Given data section start

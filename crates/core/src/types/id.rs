//! Newtype IDs for type-safe entity references.
//!
//! Use the `define_id!` macro to create type-safe ID wrappers that prevent
//! accidentally mixing IDs from different entity types.

/// Macro to define a type-safe ID wrapper.
///
/// Creates a newtype wrapper around `i32` with:
/// - `Serialize`/`Deserialize` with `#[serde(transparent)]`
/// - `Debug`, `Clone`, `Copy`, `PartialEq`, `Eq`, `Hash`, `Ord`
/// - Conversion methods: `new()`, `as_i32()`
/// - `From<i32>`, `Into<i32>`, `Display` and `FromStr` implementations
///
/// # Example
///
/// ```rust
/// # use grocer_core::define_id;
/// define_id!(ShopperId);
/// define_id!(BasketId);
///
/// let shopper_id = ShopperId::new(1);
/// let basket_id: BasketId = "7".parse().unwrap();
///
/// assert_eq!(basket_id.as_i32(), 7);
/// // These are different types, so this won't compile:
/// // let _: ShopperId = basket_id;
/// ```
#[macro_export]
macro_rules! define_id {
    ($name:ident) => {
        #[derive(
            Debug,
            Clone,
            Copy,
            PartialEq,
            Eq,
            PartialOrd,
            Ord,
            Hash,
            ::serde::Serialize,
            ::serde::Deserialize
        )]
        #[serde(transparent)]
        pub struct $name(i32);

        impl $name {
            /// Create a new ID from an i32 value.
            #[must_use]
            pub const fn new(id: i32) -> Self {
                Self(id)
            }

            /// Get the underlying i32 value.
            #[must_use]
            pub const fn as_i32(&self) -> i32 {
                self.0
            }
        }

        impl ::core::fmt::Display for $name {
            fn fmt(&self, f: &mut ::core::fmt::Formatter<'_>) -> ::core::fmt::Result {
                write!(f, "{}", self.0)
            }
        }

        impl ::core::str::FromStr for $name {
            type Err = ::core::num::ParseIntError;

            fn from_str(s: &str) -> ::core::result::Result<Self, Self::Err> {
                s.trim().parse::<i32>().map(Self)
            }
        }

        impl From<i32> for $name {
            fn from(id: i32) -> Self {
                Self(id)
            }
        }

        impl From<$name> for i32 {
            fn from(id: $name) -> Self {
                id.0
            }
        }
    };
}

// Define standard entity IDs
define_id!(ProductId);
define_id!(ReviewId);
define_id!(UserId);
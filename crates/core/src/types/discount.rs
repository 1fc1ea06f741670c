//! Unit discount descriptors attached to product snapshots.

use chrono::{DateTime, Utc};
use rust_decimal::Decimal;
use serde::{Deserialize, Serialize};

/// Errors raised when authoring a [`Discount`].
#[derive(thiserror::Error, Debug, Clone, PartialEq, Eq)]
pub enum DiscountError {
    /// The window ends before it starts.
    #[error("discount window ends ({ends_at}) before it starts ({starts_at})")]
    InvalidWindow {
        /// Window start.
        starts_at: DateTime<Utc>,
        /// Window end.
        ends_at: DateTime<Utc>,
    },
    /// The discount value is out of range for its kind.
    #[error("invalid discount value {value}: {reason}")]
    InvalidValue {
        /// Offending value.
        value: Decimal,
        /// Why it was rejected.
        reason: &'static str,
    },
}

/// How a discount value is applied to the list price.
#[derive(Debug, Clone, Copy, PartialEq, Eq, Hash, Serialize, Deserialize)]
#[serde(rename_all = "snake_case")]
pub enum DiscountKind {
    /// `value` is a percentage off the list price (0-100).
    Percentage,
    /// `value` is an amount subtracted from the list price.
    Fixed,
}

/// A discount on a single unit of a product.
///
/// The window bounds are optional in the stored form so that records
/// authored elsewhere can still be deserialized; [`Discount::window`] only
/// yields a window when both bounds are present and ordered.
#[derive(Debug, Clone, PartialEq, Eq, Serialize, Deserialize)]
pub struct Discount {
    pub kind: DiscountKind,
    pub value: Decimal,
    #[serde(default)]
    pub starts_at: Option<DateTime<Utc>>,
    #[serde(default)]
    pub ends_at: Option<DateTime<Utc>>,
    #[serde(default)]
    pub active: bool,
}

impl Discount {
    /// Author a new active discount.
    ///
    /// # Errors
    ///
    /// Returns `DiscountError::InvalidWindow` if `ends_at` is before
    /// `starts_at`, and `DiscountError::InvalidValue` for a negative value or
    /// a percentage above 100.
    pub fn new(
        kind: DiscountKind,
        value: Decimal,
        starts_at: DateTime<Utc>,
        ends_at: DateTime<Utc>,
    ) -> Result<Self, DiscountError> {
        if ends_at < starts_at {
            return Err(DiscountError::InvalidWindow { starts_at, ends_at });
        }
        Self::check_value(kind, value)?;

        Ok(Self {
            kind,
            value,
            starts_at: Some(starts_at),
            ends_at: Some(ends_at),
            active: true,
        })
    }

    /// The `[start, end]` window, or `None` when a bound is missing or the
    /// end precedes the start.
    #[must_use]
    pub fn window(&self) -> Option<(DateTime<Utc>, DateTime<Utc>)> {
        match (self.starts_at, self.ends_at) {
            (Some(start), Some(end)) if start <= end => Some((start, end)),
            _ => None,
        }
    }

    /// Whether `value` is within the range [`Discount::new`] accepts for
    /// `kind`. Stored discounts are not validated on load.
    #[must_use]
    pub fn value_in_range(&self) -> bool {
        Self::check_value(self.kind, self.value).is_ok()
    }

    fn check_value(kind: DiscountKind, value: Decimal) -> Result<(), DiscountError> {
        if value.is_sign_negative() {
            return Err(DiscountError::InvalidValue {
                value,
                reason: "must not be negative",
            });
        }
        if kind == DiscountKind::Percentage && value > Decimal::ONE_HUNDRED {
            return Err(DiscountError::InvalidValue {
                value,
                reason: "percentage must be at most 100",
            });
        }
        Ok(())
    }

    /// Whether `now` falls inside a well-formed window (bounds inclusive).
    ///
    /// Does not look at `active`.
    #[must_use]
    pub fn in_window(&self, now: DateTime<Utc>) -> bool {
        self.window()
            .is_some_and(|(start, end)| start <= now && now <= end)
    }
}
//! Grocer CLI - Drive the storefront core from the command line.
//!
//! # Usage
//!
//! ```bash
//! # Show the persisted cart
//! grocer cart show
//!
//! # Add one unit of product 3, then set it to 2 units
//! grocer cart add 3
//! grocer cart update 3 2
//!
//! # Price of product 3 now, or at a given time
//! grocer price 3
//! grocer price 3 --at 2026-12-24T18:00:00Z
//!
//! # Review product 3 as user 7
//! grocer review add 3 --author 7 --rating 4 --comment "Crisp and fresh"
//! ```
//!
//! # Commands
//!
//! - `cart` - Show, add, update, remove, clear
//! - `price` - Effective price and sale status of a product
//! - `review` - List, add, edit, delete reviews (recomputes the rating)

#![cfg_attr(not(test), forbid(unsafe_code))]

use chrono::{DateTime, Utc};
use clap::{Parser, Subcommand};
use sentry::integrations::tracing as sentry_tracing;
use tracing_subscriber::{layer::SubscriberExt, util::SubscriberInitExt};

use grocer_core::{ProductId, ReviewId, UserId};
use grocer_storefront::config::StorefrontConfig;
use grocer_storefront::error::{self, StorefrontError};

mod commands;

#[derive(Parser)]
#[command(name = "grocer")]
#[command(author, version, about = "Grocer storefront tools")]
struct Cli {
    #[command(subcommand)]
    command: Commands,
}

#[derive(Subcommand)]
enum Commands {
    /// Manage the persisted shopping cart
    Cart {
        #[command(subcommand)]
        action: CartAction,
    },
    /// Show the effective price of a product
    Price {
        /// Product ID
        product: ProductId,

        /// Evaluation time (RFC 3339), defaults to now
        #[arg(long)]
        at: Option<DateTime<Utc>>,
    },
    /// Manage product reviews
    Review {
        #[command(subcommand)]
        action: ReviewAction,
    },
}

#[derive(Subcommand)]
enum CartAction {
    /// Print cart lines and totals
    Show,
    /// Add one unit of a product
    Add {
        /// Product ID
        product: ProductId,
    },
    /// Set the quantity of a product (0 or less removes it)
    Update {
        /// Product ID
        product: ProductId,

        /// New quantity
        #[arg(allow_negative_numbers = true)]
        quantity: i64,
    },
    /// Remove a product from the cart
    Remove {
        /// Product ID
        product: ProductId,
    },
    /// Empty the cart
    Clear,
}

#[derive(Subcommand)]
enum ReviewAction {
    /// List reviews of a product
    List {
        /// Product ID
        product: ProductId,
    },
    /// Add a review
    Add {
        /// Product ID
        product: ProductId,

        /// Reviewing user ID
        #[arg(short, long)]
        author: UserId,

        /// Star rating (1-5)
        #[arg(short, long)]
        rating: u8,

        /// Review text
        #[arg(short, long, default_value = "")]
        comment: String,
    },
    /// Replace a review's rating and comment
    Edit {
        /// Product ID
        product: ProductId,

        /// Review ID
        review: ReviewId,

        /// Star rating (1-5)
        #[arg(short, long)]
        rating: u8,

        /// Review text
        #[arg(short, long, default_value = "")]
        comment: String,
    },
    /// Delete a review
    Delete {
        /// Product ID
        product: ProductId,

        /// Review ID
        review: ReviewId,
    },
}

/// Initialize Sentry error tracking and return guard that must be kept alive.
fn init_sentry(config: &StorefrontConfig) -> Option<sentry::ClientInitGuard> {
    let dsn = config.sentry_dsn.as_ref()?;

    let guard = sentry::init((
        dsn.as_str(),
        sentry::ClientOptions {
            release: sentry::release_name!(),
            environment: config
                .sentry_environment
                .clone()
                .map(std::borrow::Cow::Owned),
            attach_stacktrace: true,
            ..Default::default()
        },
    ));

    tracing::info!("Sentry initialized");
    Some(guard)
}

/// Filter tracing events to Sentry event types.
fn sentry_event_filter(metadata: &tracing::Metadata<'_>) -> sentry_tracing::EventFilter {
    match *metadata.level() {
        tracing::Level::ERROR | tracing::Level::WARN => sentry_tracing::EventFilter::Event,
        tracing::Level::INFO | tracing::Level::DEBUG => sentry_tracing::EventFilter::Breadcrumb,
        _ => sentry_tracing::EventFilter::Ignore,
    }
}

fn init_tracing() {
    // Defaults to info level for our crates if RUST_LOG is not set
    let env_filter = tracing_subscriber::EnvFilter::try_from_default_env()
        .unwrap_or_else(|_| "grocer=info,grocer_storefront=info".into());

    tracing_subscriber::registry()
        .with(env_filter)
        .with(tracing_subscriber::fmt::layer().with_writer(std::io::stderr))
        .with(sentry_tracing::layer().event_filter(sentry_event_filter))
        .init();
}

fn main() {
    let cli = Cli::parse();

    let config = match StorefrontConfig::from_env() {
        Ok(config) => config,
        Err(e) => {
            init_tracing();
            error::report(&StorefrontError::from(e));
            std::process::exit(2);
        }
    };

    // Sentry must be initialized before the tracing subscriber
    let _sentry_guard = init_sentry(&config);
    init_tracing();

    if let Err(e) = run(cli, &config) {
        error::report(&e);
        std::process::exit(1);
    }
}

fn run(cli: Cli, config: &StorefrontConfig) -> Result<(), StorefrontError> {
    match cli.command {
        Commands::Cart { action } => match action {
            CartAction::Show => commands::cart::show(config),
            CartAction::Add { product } => commands::cart::add(config, product),
            CartAction::Update { product, quantity } => {
                commands::cart::update(config, product, quantity)
            }
            CartAction::Remove { product } => commands::cart::remove(config, product),
            CartAction::Clear => commands::cart::clear(config),
        },
        Commands::Price { product, at } => {
            commands::price::show(config, product, at.unwrap_or_else(Utc::now))
        }
        Commands::Review { action } => match action {
            ReviewAction::List { product } => commands::review::list(config, product),
            ReviewAction::Add {
                product,
                author,
                rating,
                comment,
            } => commands::review::add(config, product, author, rating, &comment),
            ReviewAction::Edit {
                product,
                review,
                rating,
                comment,
            } => commands::review::edit(config, product, review, rating, &comment),
            ReviewAction::Delete { product, review } => {
                commands::review::delete(config, product, review)
            }
        },
    }
}
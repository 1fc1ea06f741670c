//! Unified error handling with Sentry integration.
//!
//! Each component has its own error enum. [`StorefrontError`] gathers them
//! for callers that drive several components (the CLI), and [`report`]
//! captures server-side failures to Sentry before logging them.

use thiserror::Error;

use crate::cart::CartError;
use crate::catalog::RepositoryError;
use crate::config::ConfigError;
use crate::services::reviews::ReviewServiceError;
use crate::storage::StorageError;

/// Top-level error type for the storefront core.
#[derive(Debug, Error)]
pub enum StorefrontError {
    /// Cart operation rejected.
    #[error("Cart error: {0}")]
    Cart(#[from] CartError),

    /// Review operation failed.
    #[error("Review error: {0}")]
    Review(#[from] ReviewServiceError),

    /// Catalog lookup failed.
    #[error("Catalog error: {0}")]
    Repository(#[from] RepositoryError),

    /// Persisted store failed.
    #[error("Storage error: {0}")]
    Storage(#[from] StorageError),

    /// Configuration could not be loaded.
    #[error("Config error: {0}")]
    Config(#[from] ConfigError),

    /// Bad input from the caller.
    #[error("Bad request: {0}")]
    BadRequest(String),
}

impl StorefrontError {
    /// Whether the error is the shopper's to fix rather than an
    /// infrastructure failure.
    #[must_use]
    pub fn is_user_error(&self) -> bool {
        match self {
            Self::Cart(_) | Self::BadRequest(_) => true,
            Self::Review(err) => err.is_user_error(),
            Self::Repository(err) => matches!(err, RepositoryError::NotFound(_)),
            Self::Storage(_) | Self::Config(_) => false,
        }
    }
}

/// Result type alias for `StorefrontError`.
pub type Result<T> = std::result::Result<T, StorefrontError>;

/// Log an error, capturing infrastructure failures to Sentry.
pub fn report(err: &StorefrontError) {
    if err.is_user_error() {
        tracing::warn!(error = %err, "Request rejected");
    } else {
        let event_id = sentry::capture_error(err);
        tracing::error!(
            error = %err,
            sentry_event_id = %event_id,
            "Request error"
        );
    }
}

/// Add a breadcrumb for user actions.
///
/// Breadcrumbs appear in Sentry error reports to show the trail of user actions
/// leading up to an error.
pub fn add_breadcrumb(category: &str, message: &str, data: Option<&[(&str, &str)]>) {
    let mut breadcrumb = sentry::Breadcrumb {
        category: Some(category.to_string()),
        message: Some(message.to_string()),
        level: sentry::Level::Info,
        ..Default::default()
    };

    if let Some(pairs) = data {
        for (key, value) in pairs {
            breadcrumb.data.insert(
                (*key).to_string(),
                serde_json::Value::String((*value).to_string()),
            );
        }
    }

    sentry::add_breadcrumb(breadcrumb);
}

Given data section end

Working from the material above, tally how many lines hold the string "true". The number is all that is needed.

4